By Park Song-wu
Staff Reporter
One of the toughest issues in the six-party talks on North Korea’s nuclear programs, which resume today, is how to deal with Pyongyang’s demand for retaining peaceful nuclear facilities such as the light-water reactors in Sinpo, South Hamkyong Province.
There have been guesses on what Pyongyang really means when it refers to a light-water reactor. It could mean the two reactors in Sinpo, where construction is virtually stopped, or the future right to have nuclear power plants after resolving the current nuclear standoff.
But Koh Yu-hwan, professor of North Korean Studies at Dongguk University in Seoul, told The Korea Times that Pyongyang hopes to see the completion of the Sinpo project, which it obtained in a deal with Washington in 1994.
First of all, North Korea has no financial ability to build a nuclear power plant if it looses the chance to get it now. The Kim Jong-il regime might have thought that Pyongyang could use its rich natural uranium later to fuel the light-water reactors.
Natural uranium is a toxic but barely radioactive material. As the reactor operates, nuclear fission converts the uranium to more radioactive substances, making it possible to produce the necessary energy.
Secondly, the Communist regime apparently wants to keep alive its energy sovereignty even after it accepts Seoul’s generous offer of 2 million kilowatts of electricity because North Korea feels uneasy about depending on energy from South Korea.
What irritates Washington is that the development of nuclear technologies can make it possible for rogue states such as North Korea to convert a peaceful nuclear facility into a generator of weapons of mass destruction. That’s why the U.S. is strongly trying to deny North Korea’s right to have the peaceful use of nuclear energy.
But Pyongyang may argue that only those countries with highly developed technologies, such as the U.S., can extract weapons-grade materials from light-water reactors.
Such a complicated background makes the light-water reactor issue a key sticking point that needs to be addressed carefully, according to Unification Minister Chung Dong-young, who heads the standing committee of the National Security Council.
Koh said he thinks the best solution he can think of is to mothball the Sinpo project, not fully scrapping it as the U.S. wants to.

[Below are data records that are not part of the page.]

//! PDF document assembly.
//!
//! Pages are appended one at a time; [`PdfWriter::finish`] serializes
//! the whole document into a byte vector. Nothing touches the
//! filesystem here, so callers can write the file in one shot.

use crate::elements::{Element, FontStyle};
use crate::error::Result;
use crate::pdf::content::ContentStreamBuilder;
use crate::pdf::object::{Object, ObjectRef, ObjectSerializer};
use flate2::write::ZlibEncoder;
use flate2::Compression;
use std::collections::HashMap;
use std::io::Write;

/// Writer options.
#[derive(Debug, Clone)]
pub struct PdfWriterConfig {
    /// Flate-compress content streams
    pub compress: bool,
    /// Document title for the Info dictionary
    pub title: Option<String>,
}

impl Default for PdfWriterConfig {
    fn default() -> Self {
        Self {
            compress: true,
            title: None,
        }
    }
}

/// Incremental PDF document writer.
pub struct PdfWriter {
    config: PdfWriterConfig,
    next_id: u32,
    objects: Vec<(ObjectRef, Object)>,
    page_refs: Vec<ObjectRef>,
    pages_ref: ObjectRef,
    fonts: Vec<(FontStyle, ObjectRef)>,
}

impl PdfWriter {
    pub fn new(config: PdfWriterConfig) -> Self {
        let mut writer = Self {
            config,
            next_id: 1,
            objects: Vec::new(),
            page_refs: Vec::new(),
            pages_ref: ObjectRef::new(0),
            fonts: Vec::new(),
        };
        writer.pages_ref = writer.alloc();

        // The Base-14 Helvetica variants, registered once and shared by
        // every page's resource dictionary.
        for font in FontStyle::all() {
            let r = writer.alloc();
            writer.add_object(
                r,
                Object::dict(vec![
                    ("Type", Object::name("Font")),
                    ("Subtype", Object::name("Type1")),
                    ("BaseFont", Object::name(font.base_name())),
                    ("Encoding", Object::name("WinAnsiEncoding")),
                ]),
            );
            writer.fonts.push((font, r));
        }
        writer
    }

    fn alloc(&mut self) -> ObjectRef {
        let r = ObjectRef::new(self.next_id);
        self.next_id += 1;
        r
    }

    fn add_object(&mut self, r: ObjectRef, object: Object) {
        self.objects.push((r, object));
    }

    /// Append a page of the given size painting `elements` in order.
    pub fn add_page(&mut self, width: f64, height: f64, elements: &[Element]) -> Result<()> {
        let mut builder = ContentStreamBuilder::new();
        for element in elements {
            builder.add_element(element);
        }
        let (stream, pending_images) = builder.finish();

        let mut content_dict = HashMap::new();
        let data = if self.config.compress {
            content_dict.insert("Filter".to_string(), Object::name("FlateDecode"));
            compress(&stream)?
        } else {
            stream
        };
        let content_ref = self.alloc();
        self.add_object(
            content_ref,
            Object::Stream {
                dict: content_dict,
                data,
            },
        );

        // Register each placed image (and its soft mask) as an XObject
        // reachable from this page's resources.
        let mut xobjects = HashMap::new();
        for pending in pending_images {
            let soft_mask_ref = match (pending.image.build_soft_mask_dict(), &pending.image.soft_mask) {
                (Some(dict), Some(samples)) => {
                    let r = self.alloc();
                    self.add_object(
                        r,
                        Object::Stream {
                            dict,
                            data: samples.clone(),
                        },
                    );
                    Some(r)
                },
                _ => None,
            };
            let image_ref = self.alloc();
            self.add_object(
                image_ref,
                Object::Stream {
                    dict: pending.image.build_xobject_dict(soft_mask_ref),
                    data: pending.image.data.clone(),
                },
            );
            xobjects.insert(pending.resource_id, Object::Reference(image_ref));
        }

        let font_dict: HashMap<String, Object> = self
            .fonts
            .iter()
            .map(|(font, r)| (font.resource_name().to_string(), Object::Reference(*r)))
            .collect();
        let mut resources = vec![("Font", Object::Dictionary(font_dict))];
        if !xobjects.is_empty() {
            resources.push(("XObject", Object::Dictionary(xobjects)));
        }

        let page_ref = self.alloc();
        self.add_object(
            page_ref,
            Object::dict(vec![
                ("Type", Object::name("Page")),
                ("Parent", Object::Reference(self.pages_ref)),
                (
                    "MediaBox",
                    Object::Array(vec![
                        Object::Integer(0),
                        Object::Integer(0),
                        Object::Real(width),
                        Object::Real(height),
                    ]),
                ),
                ("Contents", Object::Reference(content_ref)),
                ("Resources", Object::dict(resources)),
            ]),
        );
        self.page_refs.push(page_ref);
        Ok(())
    }

    /// Serialize the complete document.
    pub fn finish(mut self) -> Result<Vec<u8>> {
        let kids: Vec<Object> = self.page_refs.iter().map(|r| Object::Reference(*r)).collect();
        let count = kids.len() as i64;
        let pages_ref = self.pages_ref;
        self.add_object(
            pages_ref,
            Object::dict(vec![
                ("Type", Object::name("Pages")),
                ("Kids", Object::Array(kids)),
                ("Count", Object::Integer(count)),
            ]),
        );

        let catalog_ref = self.alloc();
        self.add_object(
            catalog_ref,
            Object::dict(vec![
                ("Type", Object::name("Catalog")),
                ("Pages", Object::Reference(pages_ref)),
            ]),
        );

        let mut info = vec![("Producer", Object::string("folio-statement"))];
        if let Some(title) = &self.config.title {
            info.push(("Title", Object::string(title)));
        }
        let info_ref = self.alloc();
        self.add_object(info_ref, Object::dict(info));

        let mut out = Vec::new();
        out.extend_from_slice(b"%PDF-1.7\n");
        out.extend_from_slice(b"%\xE2\xE3\xCF\xD3\n");

        self.objects.sort_by_key(|(r, _)| r.id);
        let serializer = ObjectSerializer::new();
        let mut offsets: Vec<(u32, usize)> = Vec::with_capacity(self.objects.len());
        for (r, object) in &self.objects {
            offsets.push((r.id, out.len()));
            serializer.serialize_indirect(object, *r, &mut out);
        }

        let xref_offset = out.len();
        let size = self.next_id;
        out.extend_from_slice(format!("xref\n0 {}\n", size).as_bytes());
        out.extend_from_slice(b"0000000000 65535 f \n");
        for id in 1..size {
            let offset = offsets
                .iter()
                .find(|(object_id, _)| *object_id == id)
                .map(|(_, offset)| *offset)
                .unwrap_or(0);
            out.extend_from_slice(format!("{:010} 00000 n \n", offset).as_bytes());
        }

        let mut trailer = Vec::new();
        serializer.serialize(
            &Object::dict(vec![
                ("Size", Object::Integer(size as i64)),
                ("Root", Object::Reference(catalog_ref)),
                ("Info", Object::Reference(info_ref)),
            ]),
            &mut trailer,
        );
        out.extend_from_slice(b"trailer\n");
        out.extend_from_slice(&trailer);
        out.extend_from_slice(format!("\nstartxref\n{}\n%%EOF\n", xref_offset).as_bytes());
        Ok(out)
    }
}

fn compress(data: &[u8]) -> Result<Vec<u8>> {
    let mut encoder = ZlibEncoder::new(Vec::new(), Compression::default());
    encoder.write_all(data)?;
    Ok(encoder.finish()?)
}

#[cfg(test)]
mod tests {
    use super::*;
    use crate::elements::TextElement;

    fn one_page_document(compress: bool) -> Vec<u8> {
        let mut writer = PdfWriter::new(PdfWriterConfig {
            compress,
            title: Some("Statement".to_string()),
        });
        let elements = vec![Element::Text(TextElement::new("Hello", 72.0, 720.0, 12.0))];
        writer.add_page(612.0, 792.0, &elements).unwrap();
        writer.finish().unwrap()
    }

    #[test]
    fn test_document_framing() {
        let bytes = one_page_document(false);
        assert!(bytes.starts_with(b"%PDF-1.7\n"));
        assert!(bytes.ends_with(b"%%EOF\n"));
        let text = String::from_utf8_lossy(&bytes);
        assert!(text.contains("/Type/Catalog"));
        assert!(text.contains("/Count 1"));
        assert!(text.contains("(Statement)"));
        assert!(text.contains("xref"));
        assert!(text.contains("startxref"));
    }

    #[test]
    fn test_uncompressed_content_visible() {
        let text = String::from_utf8_lossy(&one_page_document(false)).to_string();
        assert!(text.contains("(Hello) Tj"));
        assert!(!text.contains("/Filter/FlateDecode"));
    }

    #[test]
    fn test_compressed_content_hidden() {
        let text = String::from_utf8_lossy(&one_page_document(true)).to_string();
        assert!(!text.contains("(Hello) Tj"));
        assert!(text.contains("/Filter/FlateDecode"));
    }

    #[test]
    fn test_all_fonts_registered() {
        let text = String::from_utf8_lossy(&one_page_document(false)).to_string();
        assert!(text.contains("/BaseFont/Helvetica"));
        assert!(text.contains("/BaseFont/Helvetica-Bold"));
        assert!(text.contains("/BaseFont/Helvetica-Oblique"));
    }

    #[test]
    fn test_xref_entry_count_matches_size() {
        let bytes = one_page_document(false);
        let text = String::from_utf8_lossy(&bytes);
        let xref_at = text.rfind("xref\n0 ").unwrap();
        let rest = &text[xref_at..];
        let size: usize = rest
            .lines()
            .nth(1)
            .unwrap()
            .split_whitespace()
            .nth(1)
            .unwrap()
            .parse()
            .unwrap();
        let entries = rest
            .lines()
            .skip(2)
            .take_while(|l| l.ends_with("f ") || l.ends_with("n "))
            .count();
        assert_eq!(entries, size);
    }
}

``I think the best way now is to stop constructing the two light-water reactors until the dust settles,’’ he said. ``There would be no problem to resume construction when the North is unlikely to resort to the dangerous nuclear business.’’
Koh said the U.S. also agrees that the North’s demand for the right to peacefully use nuclear power is a ``downstream theoretical issue.’’ In other words, it could mean that Washington can accept the North’s right to have civilian nuclear facilities in the future if Pyongyang restores trust by rejoining the non-proliferation treaties and abiding by the U.N.’s nuclear safeguard regulations.
The $4.6 billion reactor project in Sinpo, part of the 1994 deal between North Korea and the U.S., was a reward for the energy-starved country’s promise to freeze and eventually dismantle its nuclear weapons program.
But the deal broke down in 2002 when U.S. officials claimed that North Korea had secretly developed enriched uranium-based nuclear programs. Pyongyang denied the claim.